Transcriptional silencing of tumor suppressor genes by aberrant DNA methylation is a characteristic frequently observed in cancer cells. Therefore, reversing this process is a therapeutic target against cancer. In this study, we established a screening system for silencing inhibitors with cell lines transfected by a retroviral vector containing a luciferase gene. More than 100 nucleosides were tested for antisilencing activity with a selected clone in which the silenced expression of luciferase could be recovered by 5-aza-2′-deoxycytidine. A group of halogenated thymidine analogues was found to reactivate transcription of not only the reporter retrovirus vector but also endogenous glutathione-S-transferase 1 gene, without influence to DNA hypermethylation.

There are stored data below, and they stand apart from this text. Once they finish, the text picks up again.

// src/storage/kinds.rs

use std::fmt;

use anyhow::{Context, Result};
use globset::{GlobBuilder, GlobSet, GlobSetBuilder};
use tracing::warn;

use crate::config::KindsSection;
use crate::path::AssetPath;
use crate::types::AssetKind;

/// Compiled glob patterns that map asset paths to their [`AssetKind`].
///
/// Classification is purely path-based, so it also works for paths that no
/// longer exist (deleted assets, move sources).
#[derive(Clone)]
pub struct KindMatcher {
    sets: Vec<(AssetKind, GlobSet)>,
}

impl fmt::Debug for KindMatcher {
    fn fmt(&self, f: &mut fmt::Formatter<'_>) -> fmt::Result {
        let kinds: Vec<AssetKind> = self.sets.iter().map(|(k, _)| *k).collect();
        f.debug_struct("KindMatcher")
            .field("kinds", &kinds)
            .finish_non_exhaustive()
    }
}

impl KindMatcher {
    pub fn new(section: &KindsSection) -> Result<Self> {
        let mut sets = Vec::with_capacity(AssetKind::ALL.len());
        for kind in AssetKind::ALL {
            let set = build_globset(section.patterns(kind))
                .with_context(|| format!("building globset for kind {kind}"))?;
            sets.push((kind, set));
        }
        Ok(Self { sets })
    }

    /// First kind whose patterns match the path. Kinds are tried in the
    /// order texture, model, audio.
    pub fn classify(&self, path: &AssetPath) -> Option<AssetKind> {
        self.sets
            .iter()
            .find(|(_, set)| set.is_match(path.as_str()))
            .map(|(kind, _)| *kind)
    }
}

impl Default for KindMatcher {
    fn default() -> Self {
        Self::new(&KindsSection::default()).unwrap_or_else(|err| {
            warn!("default kind patterns failed to compile: {err:#}");
            Self { sets: Vec::new() }
        })
    }
}

fn build_globset(patterns: &[String]) -> Result<GlobSet> {
    let mut builder = GlobSetBuilder::new();
    for pat in patterns {
        let glob = GlobBuilder::new(pat)
            .case_insensitive(true)
            .build()
            .with_context(|| format!("invalid glob pattern: {pat}"))?;
        builder.add(glob);
    }
    Ok(builder.build()?)
}

#[cfg(test)]
mod tests {
    use super::*;

    fn classify(path: &str) -> Option<AssetKind> {
        KindMatcher::default().classify(&AssetPath::new(path).unwrap())
    }

    #[test]
    fn default_patterns_cover_three_kinds() {
        assert_eq!(classify("Assets/Art/Ui/box.PNG"), Some(AssetKind::Texture));
        assert_eq!(classify("/Models/hero.fbx"), Some(AssetKind::Model));
        assert_eq!(classify("Assets/Sfx/hit.wav"), Some(AssetKind::Audio));
        assert_eq!(classify("Assets/readme.txt"), None);
        assert_eq!(classify("Assets/box.png.import.toml"), None);
    }

    #[test]
    fn custom_patterns_replace_defaults() {
        let section = KindsSection {
            texture: vec!["**/textures/*.dds".to_string()],
            model: vec![],
            audio: vec![],
        };
        let m = KindMatcher::new(&section).unwrap();
        assert_eq!(
            m.classify(&AssetPath::new("Assets/textures/a.dds").unwrap()),
            Some(AssetKind::Texture)
        );
        assert_eq!(m.classify(&AssetPath::new("Assets/a.png").unwrap()), None);
    }
}
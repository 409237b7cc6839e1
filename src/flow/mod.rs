// src/flow/mod.rs

//! Per-template processing steps.
//!
//! One reprocessing pass over a template runs, in order:
//!
//! 1. [`exclusions::prune_exclusions`] against the fresh affected set;
//! 2. [`apply::apply_to_assets`] over the managed set, scheduling changed
//!    assets on the [`ReimportQueue`];
//! 3. [`validate::validate_managed`] over the same managed set.
//!
//! The orchestration itself lives in `engine::core`.

pub mod apply;
pub mod exclusions;
pub mod reimport;
pub mod validate;

pub use apply::{apply_to_asset, apply_to_assets, ApplyOutcome};
pub use exclusions::prune_exclusions;
pub use reimport::{FlushOutcome, ReimportQueue};
pub use validate::{validate_asset, validate_managed, Diagnostic};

Gel mobility shift assay showed that 5-bromo-2′-deoxyuridine (BrdUrd) or 5-iodo-2′-deoxyuridine incorporation did not affect the binding of the methyl-CpG binding protein motif to methylated DNA. Finally, in the retroviral promoter, BrdUrd treatment increased the acetylated histone H3 level and decreased methylation of histone H3 Lys⁹ in accordance with recovered transcription. This study shows that halogenated thymidines have an antisilencing effect without changing DNA methylation status by interfering with step(s) between DNA methylation and histone acetylation.